Intracellular beta-amyloid accumulation leads to age-dependent progression of Ca2+ dysregulation in skeletal muscle.

摘要

Intramyofiber accumulation of beta-amyloid fragments (Abeta) is a pathologic hallmark of inclusion-body myositis (IBM), a progressive skeletal muscle disorder. We investigated the temporal pattern of alterations in the resting cytoplasmic [Ca(2+)] ([Ca(2+)](i)) as well as the depolarization-evoked Ca(2+) release from the sarcoplasmic reticulum in skeletal muscle from transgenic mice expressing human betaAPP (MCK-betaAPP). MCK-betaAPP mice show an age-dependent increase in [Ca(2+)](i) along with a reduction in depolarization-evoked Ca(2+) release, which appear well before the other reported aspects of IBM, such as inclusion formation, inflammation, centralized nuclei, atrophy, and skeletal muscle weakness.

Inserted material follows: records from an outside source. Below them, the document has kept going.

//! In-process collaborator implementations.
//!
//! Everything is kept behind a `Mutex` and recorded so callers can inspect
//! what the engine did. The CLI simulator prints these records; tests assert
//! on them.

use std::collections::{HashMap, HashSet};
use std::sync::{Arc, Mutex, MutexGuard, PoisonError};

use serde::Serialize;

use super::{
    Collaborators, NotificationSink, PersistenceSink, PositionProvider, PresetCatalog, VisualSink,
};
use crate::events::Notice;
use crate::position::{Position, SubjectId, Velocity};
use crate::preset::Preset;
use crate::session::SessionView;
use crate::storage::FocusStats;

fn lock<T>(m: &Mutex<T>) -> MutexGuard<'_, T> {
    m.lock().unwrap_or_else(PoisonError::into_inner)
}

/// Presets shared by every subject.
#[derive(Debug, Default)]
pub struct MemoryCatalog {
    presets: Mutex<HashMap<String, Preset>>,
}

impl MemoryCatalog {
    pub fn insert(&self, key: impl Into<String>, preset: Preset) {
        lock(&self.presets).insert(key.into(), preset);
    }
}

impl PresetCatalog for MemoryCatalog {
    fn resolve(&self, _subject: SubjectId, key: &str) -> Option<Preset> {
        lock(&self.presets).get(key).cloned()
    }

    fn keys(&self, _subject: SubjectId) -> Vec<String> {
        let mut keys: Vec<String> = lock(&self.presets).keys().cloned().collect();
        keys.sort();
        keys
    }
}

/// What the world was asked to do to a subject.
#[derive(Debug, Clone, PartialEq, Serialize)]
#[serde(tag = "kind", rename_all = "snake_case")]
pub enum Movement {
    Teleport { subject: SubjectId, to: Position },
    Push { subject: SubjectId, velocity: Velocity },
}

/// A toy world: positions are whatever the caller last placed.
#[derive(Debug, Default)]
pub struct MemoryWorld {
    positions: Mutex<HashMap<SubjectId, Position>>,
    unreachable: Mutex<HashSet<SubjectId>>,
    movements: Mutex<Vec<Movement>>,
}

impl MemoryWorld {
    pub fn place(&self, subject: SubjectId, at: Position) {
        lock(&self.positions).insert(subject, at);
    }

    pub fn set_reachable(&self, subject: SubjectId, reachable: bool) {
        let mut set = lock(&self.unreachable);
        if reachable {
            set.remove(&subject);
        } else {
            set.insert(subject);
        }
    }

    pub fn movements(&self) -> Vec<Movement> {
        lock(&self.movements).clone()
    }

    pub fn teleports(&self, subject: SubjectId) -> usize {
        lock(&self.movements)
            .iter()
            .filter(|m| matches!(m, Movement::Teleport { subject: s, .. } if *s == subject))
            .count()
    }

    pub fn pushes(&self, subject: SubjectId) -> usize {
        lock(&self.movements)
            .iter()
            .filter(|m| matches!(m, Movement::Push { subject: s, .. } if *s == subject))
            .count()
    }
}

impl PositionProvider for MemoryWorld {
    fn current(&self, subject: SubjectId) -> Option<Position> {
        lock(&self.positions).get(&subject).cloned()
    }

    fn teleport(&self, subject: SubjectId, to: &Position) {
        lock(&self.positions).insert(subject, to.clone());
        lock(&self.movements).push(Movement::Teleport {
            subject,
            to: to.clone(),
        });
    }

    fn push(&self, subject: SubjectId, velocity: Velocity) {
        lock(&self.movements).push(Movement::Push { subject, velocity });
    }

    fn is_reachable(&self, subject: SubjectId) -> bool {
        !lock(&self.unreachable).contains(&subject)
    }
}

#[derive(Debug, Clone, Copy, PartialEq, Eq, Serialize)]
#[serde(rename_all = "snake_case")]
pub enum Delivery {
    Warn,
    Announce,
}

#[derive(Debug, Clone, PartialEq, Eq, Serialize)]
pub struct Delivered {
    pub subject: SubjectId,
    pub delivery: Delivery,
    pub notice: Notice,
    pub key: &'static str,
}

#[derive(Debug, Default)]
pub struct RecordingNotifier {
    delivered: Mutex<Vec<Delivered>>,
}

impl RecordingNotifier {
    pub fn delivered(&self) -> Vec<Delivered> {
        lock(&self.delivered).clone()
    }

    pub fn count(&self, subject: SubjectId, notice: Notice) -> usize {
        lock(&self.delivered)
            .iter()
            .filter(|d| d.subject == subject && d.notice == notice)
            .count()
    }

    /// Drain everything delivered so far.
    pub fn take(&self) -> Vec<Delivered> {
        std::mem::take(&mut *lock(&self.delivered))
    }

    fn record(&self, subject: SubjectId, delivery: Delivery, notice: Notice) {
        lock(&self.delivered).push(Delivered {
            subject,
            delivery,
            notice,
            key: notice.key(),
        });
    }
}

impl NotificationSink for RecordingNotifier {
    fn warn(&self, subject: SubjectId, notice: Notice) {
        self.record(subject, Delivery::Warn, notice);
    }

    fn announce(&self, subject: SubjectId, notice: Notice) {
        self.record(subject, Delivery::Announce, notice);
    }
}

#[derive(Debug, Default)]
pub struct MemoryLedger {
    records: Mutex<Vec<(SubjectId, u32)>>,
}

impl MemoryLedger {
    pub fn records(&self, subject: SubjectId) -> Vec<u32> {
        lock(&self.records)
            .iter()
            .filter(|(s, _)| *s == subject)
            .map(|(_, secs)| *secs)
            .collect()
    }

    pub fn totals(&self, subject: SubjectId) -> FocusStats {
        self.records(subject)
            .into_iter()
            .fold(FocusStats::default(), |mut acc, secs| {
                acc.total_focus_secs += u64::from(secs);
                acc.total_work_sessions += 1;
                acc
            })
    }
}

impl PersistenceSink for MemoryLedger {
    fn record_focus_session(&self, subject: SubjectId, duration_secs: u32) -> crate::Result<()> {
        lock(&self.records).push((subject, duration_secs));
        Ok(())
    }
}

#[derive(Debug, Default)]
pub struct RecordingVisuals {
    last: Mutex<HashMap<SubjectId, SessionView>>,
    refreshes: Mutex<HashMap<SubjectId, usize>>,
    cleared: Mutex<Vec<SubjectId>>,
}

impl RecordingVisuals {
    pub fn last_view(&self, subject: SubjectId) -> Option<SessionView> {
        lock(&self.last).get(&subject).cloned()
    }

    pub fn refresh_count(&self, subject: SubjectId) -> usize {
        lock(&self.refreshes).get(&subject).copied().unwrap_or(0)
    }

    pub fn was_cleared(&self, subject: SubjectId) -> bool {
        lock(&self.cleared).contains(&subject)
    }
}

impl VisualSink for RecordingVisuals {
    fn refresh(&self, subject: SubjectId, view: &SessionView) {
        lock(&self.last).insert(subject, view.clone());
        *lock(&self.refreshes).entry(subject).or_insert(0) += 1;
    }

    fn clear(&self, subject: SubjectId) {
        lock(&self.last).remove(&subject);
        lock(&self.cleared).push(subject);
    }
}

/// One of each in-memory collaborator, with typed handles kept for inspection.
#[derive(Clone, Default)]
pub struct MemoryHarness {
    pub catalog: Arc<MemoryCatalog>,
    pub world: Arc<MemoryWorld>,
    pub notifier: Arc<RecordingNotifier>,
    pub ledger: Arc<MemoryLedger>,
    pub visuals: Arc<RecordingVisuals>,
}

impl MemoryHarness {
    pub fn new() -> Self {
        Self::default()
    }

    pub fn collaborators(&self) -> Collaborators {
        Collaborators {
            presets: self.catalog.clone(),
            positions: self.world.clone(),
            notifications: self.notifier.clone(),
            persistence: self.ledger.clone(),
            visuals: self.visuals.clone(),
        }
    }
}

#[cfg(test)]
mod tests {
    use super::*;

    #[test]
    fn world_records_teleports_and_moves_subject() {
        let world = MemoryWorld::default();
        let subject = SubjectId::new();
        world.place(subject, Position::new("overworld", 5.0, 0.0, 0.0));
        let home = Position::new("overworld", 0.0, 0.0, 0.0);
        world.teleport(subject, &home);
        assert_eq!(world.current(subject), Some(home));
        assert_eq!(world.teleports(subject), 1);
        assert_eq!(world.pushes(subject), 0);
    }

    #[test]
    fn reachability_toggles() {
        let world = MemoryWorld::default();
        let subject = SubjectId::new();
        assert!(world.is_reachable(subject));
        world.set_reachable(subject, false);
        assert!(!world.is_reachable(subject));
        world.set_reachable(subject, true);
        assert!(world.is_reachable(subject));
    }

    #[test]
    fn ledger_totals() {
        let ledger = MemoryLedger::default();
        let subject = SubjectId::new();
        ledger.record_focus_session(subject, 1500).unwrap();
        ledger.record_focus_session(subject, 1530).unwrap();
        ledger.record_focus_session(SubjectId::new(), 60).unwrap();
        assert_eq!(
            ledger.totals(subject),
            FocusStats {
                total_focus_secs: 3030,
                total_work_sessions: 2
            }
        );
    }
}
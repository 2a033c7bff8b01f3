//! Collaborator interfaces the engine depends on.
//!
//! The host environment (a game server, a desktop shell, the CLI simulator)
//! implements these traits; the engine receives them once at construction.
//! [`memory`] provides in-process implementations used by the CLI and tests.

pub mod memory;

use std::sync::Arc;

use crate::events::Notice;
use crate::position::{Position, SubjectId, Velocity};
use crate::preset::Preset;
use crate::session::SessionView;

/// Preset lookup by key.
pub trait PresetCatalog: Send + Sync {
    fn resolve(&self, subject: SubjectId, key: &str) -> Option<Preset>;

    /// Keys visible to `subject`, for listings and completion.
    fn keys(&self, subject: SubjectId) -> Vec<String>;
}

/// Where subjects are and how to move them.
pub trait PositionProvider: Send + Sync {
    /// Current position, or `None` if the subject cannot be located.
    fn current(&self, subject: SubjectId) -> Option<Position>;

    fn teleport(&self, subject: SubjectId, to: &Position);

    /// Apply a velocity to the subject (soft pull-back).
    fn push(&self, subject: SubjectId, velocity: Velocity);

    /// Temporarily unreachable subjects are skipped by the scheduler.
    fn is_reachable(&self, subject: SubjectId) -> bool;

    fn same_world(&self, a: &Position, b: &Position) -> bool {
        a.world == b.world
    }
}

/// Message, sound and action-bar delivery.
pub trait NotificationSink: Send + Sync {
    fn warn(&self, subject: SubjectId, notice: Notice);
    fn announce(&self, subject: SubjectId, notice: Notice);
}

/// Durable focus statistics.
pub trait PersistenceSink: Send + Sync {
    /// Called exactly once per completed work interval.
    fn record_focus_session(&self, subject: SubjectId, duration_secs: u32) -> crate::Result<()>;
}

/// Boss bar / title / floating text rendering.
pub trait VisualSink: Send + Sync {
    fn refresh(&self, subject: SubjectId, view: &SessionView);
    fn clear(&self, subject: SubjectId);
}

impl<T: PresetCatalog + ?Sized> PresetCatalog for Arc<T> {
    fn resolve(&self, subject: SubjectId, key: &str) -> Option<Preset> {
        (**self).resolve(subject, key)
    }

    fn keys(&self, subject: SubjectId) -> Vec<String> {
        (**self).keys(subject)
    }
}

/// The engine's collaborators, injected once.
#[derive(Clone)]
pub struct Collaborators {
    pub presets: Arc<dyn PresetCatalog>,
    pub positions: Arc<dyn PositionProvider>,
    pub notifications: Arc<dyn NotificationSink>,
    pub persistence: Arc<dyn PersistenceSink>,
    pub visuals: Arc<dyn VisualSink>,
}

/// Catalog that consults `primary` first and falls back to `fallback`.
///
/// Used to layer subject-owned presets from the database over the presets
/// shipped in the configuration file.
pub struct LayeredCatalog<P, F> {
    primary: P,
    fallback: F,
}

impl<P, F> LayeredCatalog<P, F> {
    pub fn new(primary: P, fallback: F) -> Self {
        Self { primary, fallback }
    }
}

impl<P: PresetCatalog, F: PresetCatalog> PresetCatalog for LayeredCatalog<P, F> {
    fn resolve(&self, subject: SubjectId, key: &str) -> Option<Preset> {
        self.primary
            .resolve(subject, key)
            .or_else(|| self.fallback.resolve(subject, key))
    }

    fn keys(&self, subject: SubjectId) -> Vec<String> {
        let mut keys = self.primary.keys(subject);
        for key in self.fallback.keys(subject) {
            if !keys.contains(&key) {
                keys.push(key);
            }
        }
        keys.sort();
        keys
    }
}
//! Live sessions keyed by subject.
//!
//! The registry is the only owner of [`Session`] values and the only place
//! sessions are created or dropped. It is owned by the engine, which in turn
//! lives inside the scheduler task, so a plain `HashMap` is enough.

use std::collections::HashMap;

use crate::error::{CoreError, Result};
use crate::events::Effect;
use crate::machine;
use crate::position::SubjectId;
use crate::session::Session;

#[derive(Debug, Default)]
pub struct SessionRegistry {
    sessions: HashMap<SubjectId, Session>,
}

impl SessionRegistry {
    pub fn new() -> Self {
        Self::default()
    }

    /// Install `session` for `subject` and enter `Work`.
    ///
    /// An existing session is stopped first, so the returned effects may
    /// contain its shutdown (e.g. a focus record) ahead of the new start.
    pub fn start(&mut self, subject: SubjectId, mut session: Session) -> Vec<Effect> {
        let mut effects = self
            .stop(subject)
            .map(|(_, effects)| effects)
            .unwrap_or_default();
        effects.extend(machine::start(&mut session));
        self.sessions.insert(subject, session);
        effects
    }

    /// Move the session to `Stopped` and remove it. `None` if absent.
    pub fn stop(&mut self, subject: SubjectId) -> Option<(Session, Vec<Effect>)> {
        let mut session = self.sessions.remove(&subject)?;
        let effects = machine::stop(&mut session);
        Some((session, effects))
    }

    pub fn get(&self, subject: SubjectId) -> Option<&Session> {
        self.sessions.get(&subject)
    }

    pub fn get_mut(&mut self, subject: SubjectId) -> Option<&mut Session> {
        self.sessions.get_mut(&subject)
    }

    pub fn contains(&self, subject: SubjectId) -> bool {
        self.sessions.contains_key(&subject)
    }

    /// Snapshot of live subject ids, so callers can mutate while iterating.
    pub fn subjects(&self) -> Vec<SubjectId> {
        let mut ids: Vec<SubjectId> = self.sessions.keys().copied().collect();
        ids.sort();
        ids
    }

    pub fn len(&self) -> usize {
        self.sessions.len()
    }

    pub fn is_empty(&self) -> bool {
        self.sessions.is_empty()
    }

    pub fn pause(&mut self, subject: SubjectId) -> Result<Vec<Effect>> {
        machine::pause(self.require(subject)?)
    }

    pub fn resume(&mut self, subject: SubjectId) -> Result<Vec<Effect>> {
        machine::resume(self.require(subject)?)
    }

    pub fn advance_after_completion(&mut self, subject: SubjectId) -> Result<Vec<Effect>> {
        machine::advance_after_completion(self.require(subject)?)
    }

    fn require(&mut self, subject: SubjectId) -> Result<&mut Session> {
        self.sessions
            .get_mut(&subject)
            .ok_or(CoreError::NotFound { subject })
    }
}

In the young MCK-betaAPP animals the increase in resting [Ca(2+)](i) can be attributed largely to Ca(2+) influx through nifedipine-sensitive Ca(2+) channels. In the adult MCK-betaAPP mice, in addition to the nifedipine-sensitive pathway, there is also a substantial contribution by the intracellular compartments to the increase in [Ca(2+)](i). These results suggest that beta-amyloid-induced disuption of Ca(2+) handling may represent an early event in the pathogenesis of IBM.